A method for restoring immune control over autoimmunity in a subject in need thereof is described. The method comprises the step of administering to the subject a therapeutically effective amount of an antibody that disrupts Siglec-binding in cis. A method of screening for an antibody that is disruptive of Siglec binding in cis, a method of making an antibody for restoring immune control over autoimmunity to a subject in need, a method of modulating autoimmunity in an immune cell and a method of releasing sialic acid binding site of human CD22 from cis-binding configuration to trans-ligand formation in treating autoimmunity in a subject in need thereof are also described.

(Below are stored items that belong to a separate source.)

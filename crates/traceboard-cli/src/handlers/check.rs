use anyhow::Result;
use std::path::PathBuf;
use traceboard_engine::analyze::summarize_log;
use traceboard_engine::read_log_file;

use crate::report;

pub fn handle(logs: &[PathBuf]) -> Result<()> {
    let mut readable = 0usize;

    for (i, path) in logs.iter().enumerate() {
        if i > 0 {
            println!();
        }
        match read_log_file(path) {
            Ok(log) => {
                readable += 1;
                let summary = summarize_log(log);
                report::print_check_ok(path, &summary);
            }
            Err(err) => report::print_check_unreadable(path, &err),
        }
    }

    if readable == 0 {
        anyhow::bail!("no readable log file among {} given", logs.len());
    }
    Ok(())
}
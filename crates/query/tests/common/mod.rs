#![allow(dead_code)]

use std::sync::atomic::{AtomicUsize, Ordering};
use std::sync::{Arc, Mutex};
use std::time::Duration;

use serde::Deserialize;
use serde_json::{json, Value};
use weedle_query::{HttpRequest, Mutation, Params, Query, RetryTier, Tag, Transport, TransportError};

type Handler = Box<dyn Fn(&HttpRequest, usize) -> Result<Value, TransportError> + Send + Sync>;

/// In-memory transport answering from a closure after a fixed latency.
pub struct Scripted {
    handler: Handler,
    latency: Duration,
    calls: AtomicUsize,
    log: Mutex<Vec<String>>,
}

impl Scripted {
    pub fn new<F>(latency: Duration, handler: F) -> Arc<Self>
    where
        F: Fn(&HttpRequest, usize) -> Result<Value, TransportError> + Send + Sync + 'static,
    {
        Arc::new(Self { handler: Box::new(handler), latency, calls: AtomicUsize::new(0), log: Mutex::new(Vec::new()) })
    }

    /// Answers `{"n": <call number>}` to everything.
    pub fn counting(latency: Duration) -> Arc<Self> {
        Self::new(latency, |_, n| Ok(json!({ "n": n })))
    }

    pub fn failing(latency: Duration, code: u16, body: &str) -> Arc<Self> {
        let body = body.to_string();
        Self::new(latency, move |_, _| Err(TransportError::Status { code, message: body.clone() }))
    }

    pub fn calls(&self) -> usize { self.calls.load(Ordering::SeqCst) }

    pub fn paths(&self) -> Vec<String> { self.log.lock().unwrap().clone() }
}

#[async_trait::async_trait]
impl Transport for Scripted {
    async fn send(&self, req: HttpRequest) -> Result<Value, TransportError> {
        let n = self.calls.fetch_add(1, Ordering::SeqCst) + 1;
        self.log.lock().unwrap().push(format!("{} {}", req.method, req.path));
        if !self.latency.is_zero() {
            tokio::time::sleep(self.latency).await;
        }
        (self.handler)(&req, n)
    }
}

#[derive(Debug, Clone, PartialEq, Deserialize)]
pub struct Counted {
    pub n: usize,
}

pub struct GetItem;

impl Query for GetItem {
    const NAME: &'static str = "item";
    const TIER: RetryTier = RetryTier::Normal;
    type Args = u32;
    type Output = Counted;

    fn request(id: &u32) -> HttpRequest { HttpRequest::get(format!("/items/{id}")) }
    fn params(id: &u32) -> Params { Params::new().with("id", id) }
    fn provides(id: &u32) -> Vec<Tag> { vec![Tag::with_id("Item", id.to_string())] }
}

pub struct ListItems;

impl Query for ListItems {
    const NAME: &'static str = "items";
    const TIER: RetryTier = RetryTier::Normal;
    type Args = ();
    type Output = Counted;

    fn request(_: &()) -> HttpRequest { HttpRequest::get("/items") }
    fn provides(_: &()) -> Vec<Tag> { vec![Tag::with_id("Item", "LIST")] }
}

pub struct GetOther;

impl Query for GetOther {
    const NAME: &'static str = "other";
    const TIER: RetryTier = RetryTier::Light;
    type Args = ();
    type Output = Counted;

    fn request(_: &()) -> HttpRequest { HttpRequest::get("/other") }
    fn provides(_: &()) -> Vec<Tag> { vec![Tag::kind("Other")] }
}

pub struct Critical;

impl Query for Critical {
    const NAME: &'static str = "critical";
    const TIER: RetryTier = RetryTier::Critical;
    type Args = ();
    type Output = Counted;

    fn request(_: &()) -> HttpRequest { HttpRequest::get("/critical") }
}

pub struct TouchItem;

impl Mutation for TouchItem {
    const NAME: &'static str = "touch_item";
    const TIER: RetryTier = RetryTier::Light;
    type Args = u32;
    type Output = Value;

    fn request(id: &u32) -> HttpRequest { HttpRequest::post(format!("/items/{id}"), json!({})) }
    fn invalidates(id: &u32) -> Vec<Tag> { vec![Tag::with_id("Item", id.to_string())] }
}

pub struct TouchAll;

impl Mutation for TouchAll {
    const NAME: &'static str = "touch_all";
    const TIER: RetryTier = RetryTier::Light;
    type Args = ();
    type Output = Value;

    fn request(_: &()) -> HttpRequest { HttpRequest::post("/items", json!({})) }
    fn invalidates(_: &()) -> Vec<Tag> { vec![Tag::kind("Item")] }
}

Kits containing a pharmaceutical composition and instructions for dosing, and preloaded syringes containing pharmaceutical compositions are also disclosed herein.

Claims

exact text as granted — not AI-modified
1 - 38 . (canceled) 
     
     
         39 . A method of screening for an anti-CD22 antibody that is disruptive of Siglec binding in cis, comprising comparing the binding of an exogenous probe containing multiple 2,6 Sia ligands to an engineered cell line in the presence and absence of an antibody of interest; wherein the engineered cell line expresses a fusion protein comprising an extracellular domain of human CD22 and an endogenous ST6GAL I enzyme; and selecting the antibody that promotes the binding of the exogenous probe to the engineered cell line. 
     
     
         40 . The method of  claim 39 , wherein the fusion protein comprises human CD22 domain 1 to 7. 
     
     
         41 . The method of  claim 39 , wherein the exogenous probe is biotin-conjugated polyacrylamide substituted with α2-6-sialyllactose (6′PAA-B). 
     
     
         42 . The method of  claim 39 , wherein the fusion protein comprises the extracellular domain of human CD22 fused to the transmembrane and cytoplasmic portion of glycophorin A. 
     
     
         43 . The method of  claim 42 , wherein the fusion protein has an amino acid sequence having at least 95% sequence identity to SEQ ID NO: 014. 
     
     
         44 . The method of  claim 42 , wherein the fusion protein has the amino acid sequence of SEQ ID NO: 014. 
     
     
         45 . The method of  claim 39 , wherein the fusion protein comprises the extracellular domain of human CD22 fused to the glycophosphatidylinositol signal sequence isolated from decay accelerating factor (DAF) protein. 
     
     
         46 . The method of  claim 45 , wherein the fusion protein has an amino acid sequence comprising at least 95% sequence identity to SEQ ID NO: 015. 
     
     
         47 . The method of  claim 45 , wherein the fusion protein has the amino acid sequence of SEQ ID NO: 015. 
     
     
         48 . The method of  claim 39 , comprising identifying the selected antibody as capable of restoring immune control over autoimmunity to a subject in need thereof.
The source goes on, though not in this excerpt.